#### Exercise:
From the records below, print exactly the lines starting at the one containing "use std::path::Path;" and ending at the one containing "to application config", ends included, and nothing else.

* * * * * * * * *

//! Location resolution: city name, ZIP code or device position to a
//! coordinate plus display name, via OpenWeather geocoding.
//!
//! Only the first match is ever used.

use reqwest::Client;
use serde::Deserialize;
use skycast_core::OpenWeatherConfig;
use tokio_util::sync::CancellationToken;
use tracing::instrument;

use crate::http::fetch_json;
use crate::location::{locate_with_cancel, DeviceLocator};
use crate::types::{Coordinate, ResolvedPlace, WeatherError};

/// One entry of the `/direct` and `/reverse` arrays
#[derive(Debug, Deserialize)]
struct GeoMatch {
    name: Option<String>,
    lat: Option<f64>,
    lon: Option<f64>,
}

/// Current-weather payload; only the embedded position is used
#[derive(Debug, Deserialize)]
struct ZipWeather {
    coord: Option<ZipCoord>,
    name: Option<String>,
}

#[derive(Debug, Deserialize)]
struct ZipCoord {
    lat: f64,
    lon: f64,
}

#[derive(Debug, Clone)]
pub struct GeocodingClient {
    client: Client,
    config: OpenWeatherConfig,
}

impl GeocodingClient {
    pub fn new(client: Client, config: OpenWeatherConfig) -> Self {
        Self { client, config }
    }

    /// Resolve a free-text city name. Fails with `EmptyResult` when the
    /// provider has no match.
    #[instrument(skip(self), level = "info")]
    pub async fn resolve_city(&self, name: &str) -> Result<ResolvedPlace, WeatherError> {
        let url = format!("{}/direct", self.config.geocode_url.trim_end_matches('/'));
        tracing::debug!("Fetching city coordinates from {}", url);

        let request = self.client.get(&url).query(&[
            ("q", name),
            ("limit", "1"),
            ("appid", self.config.api_key.as_str()),
        ]);
        let matches: Vec<GeoMatch> = fetch_json(request, "geocoding").await?;

        let first = matches
            .into_iter()
            .next()
            .ok_or_else(|| WeatherError::EmptyResult(format!("no coordinates found for {name}")))?;
        let place = Self::place_from_match(first)?;

        tracing::info!(
            "Coordinates for {}: {} ({})",
            name,
            place.coordinate,
            place.name
        );
        Ok(place)
    }

    /// Resolve a ZIP code through the current-weather endpoint.
    #[instrument(skip(self), level = "info")]
    pub async fn resolve_zip(&self, zip: &str) -> Result<ResolvedPlace, WeatherError> {
        tracing::debug!("Fetching weather by ZIP from {}", self.config.weather_url);

        let request = self.client.get(&self.config.weather_url).query(&[
            ("zip", zip),
            ("appid", self.config.api_key.as_str()),
        ]);
        let body: ZipWeather = fetch_json(request, "zip lookup").await?;

        let coord = body
            .coord
            .ok_or_else(|| WeatherError::MalformedData("zip lookup: missing coord".into()))?;
        let name = body
            .name
            .ok_or_else(|| WeatherError::MalformedData("zip lookup: missing name".into()))?;

        Ok(ResolvedPlace {
            coordinate: Coordinate::new(coord.lat, coord.lon)?,
            name,
        })
    }

    /// Reverse geocode a known coordinate to obtain its display name.
    /// The coordinate itself is kept as given.
    #[instrument(skip(self), level = "info")]
    pub async fn resolve_coordinate(
        &self,
        coordinate: Coordinate,
    ) -> Result<ResolvedPlace, WeatherError> {
        let url = format!("{}/reverse", self.config.geocode_url.trim_end_matches('/'));
        let lat = coordinate.latitude.to_string();
        let lon = coordinate.longitude.to_string();

        let request = self.client.get(&url).query(&[
            ("lat", lat.as_str()),
            ("lon", lon.as_str()),
            ("limit", "1"),
            ("appid", self.config.api_key.as_str()),
        ]);
        let matches: Vec<GeoMatch> = fetch_json(request, "reverse geocoding").await?;

        let name = matches
            .into_iter()
            .next()
            .and_then(|m| m.name)
            .ok_or_else(|| {
                WeatherError::EmptyResult(format!("no place name found for {coordinate}"))
            })?;

        Ok(ResolvedPlace { coordinate, name })
    }

    /// Ask the device for its position, then reverse geocode it.
    /// Device failures come back as `DeviceCapability`.
    pub async fn resolve_device(
        &self,
        locator: &dyn DeviceLocator,
        cancel: &CancellationToken,
    ) -> Result<ResolvedPlace, WeatherError> {
        let coordinate = locate_with_cancel(locator, cancel).await?;
        tracing::info!("Device coordinates: {}", coordinate);
        self.resolve_coordinate(coordinate).await
    }

    fn place_from_match(m: GeoMatch) -> Result<ResolvedPlace, WeatherError> {
        match (m.lat, m.lon, m.name) {
            (Some(lat), Some(lon), Some(name)) => Ok(ResolvedPlace {
                coordinate: Coordinate::new(lat, lon)?,
                name,
            }),
            _ => Err(WeatherError::MalformedData(
                "geocoding match is missing lat, lon or name".into(),
            )),
        }
    }
}
//! UV index from OpenUV.

use reqwest::Client;
use serde::Deserialize;
use skycast_core::UvConfig;
use tracing::instrument;

use crate::http::fetch_json;
use crate::types::{Coordinate, WeatherError};

#[derive(Debug, Deserialize)]
struct UvResponse {
    result: Option<UvResult>,
}

#[derive(Debug, Deserialize)]
struct UvResult {
    uv: Option<f64>,
}

#[derive(Debug, Clone)]
pub struct UvClient {
    client: Client,
    config: UvConfig,
}

impl UvClient {
    pub fn new(client: Client, config: UvConfig) -> Self {
        Self { client, config }
    }

    pub fn is_enabled(&self) -> bool {
        self.config.is_enabled()
    }

    #[instrument(skip(self), level = "debug")]
    pub async fn fetch_uv_index(&self, coordinate: Coordinate) -> Result<f64, WeatherError> {
        let lat = coordinate.latitude.to_string();
        let lng = coordinate.longitude.to_string();
        let request = self
            .client
            .get(&self.config.url)
            .header("x-access-token", self.config.api_key.as_deref().unwrap_or_default())
            .query(&[("lat", lat.as_str()), ("lng", lng.as_str())]);

        let response: UvResponse = fetch_json(request, "uv index").await?;
        response
            .result
            .and_then(|r| r.uv)
            .ok_or_else(|| WeatherError::MalformedData("Invalid UV data received from OpenUV".into()))
    }
}
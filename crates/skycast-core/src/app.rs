use anyhow::Result;
use std::path::Path;

use crate::{Config, ValidationResult};

/// Application lifecycle: owns the validated configuration for one run
pub struct App {
    config: Config,
    validation: ValidationResult,
}

impl App {
    /// Load and validate configuration, from `config_path` if given or
    /// the default location otherwise
    pub fn new(config_path: Option<&Path>) -> Result<Self> {
        let (config, validation) = Config::load_validated(config_path)?;
        Ok(Self::with_config(config, validation))
    }

    /// Build an application around an already-loaded configuration
    pub fn with_config(config: Config, validation: ValidationResult) -> Self {
        tracing::info!(
            "Application configured ({} warnings)",
            validation.warnings.len()
        );
        Self {
            config,
            validation,
        }
    }

    /// Get reference to application config
    pub fn config(&self) -> &Config {
        &self.config
    }

    /// Warnings collected while validating the configuration
    pub fn warnings(&self) -> &ValidationResult {
        &self.validation
    }

    pub fn shutdown(&self) {
        tracing::info!("Shutting down application");
    }
}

* * * * * * * * *

#### Result:
use std::path::Path;

use crate::{Config, ValidationResult};

/// Application lifecycle: owns the validated configuration for one run
pub struct App {
    config: Config,
    validation: ValidationResult,
}

impl App {
    /// Load and validate configuration, from `config_path` if given or
    /// the default location otherwise
    pub fn new(config_path: Option<&Path>) -> Result<Self> {
        let (config, validation) = Config::load_validated(config_path)?;
        Ok(Self::with_config(config, validation))
    }

    /// Build an application around an already-loaded configuration
    pub fn with_config(config: Config, validation: ValidationResult) -> Self {
        tracing::info!(
            "Application configured ({} warnings)",
            validation.warnings.len()
        );
        Self {
            config,
            validation,
        }
    }

    /// Get reference to application config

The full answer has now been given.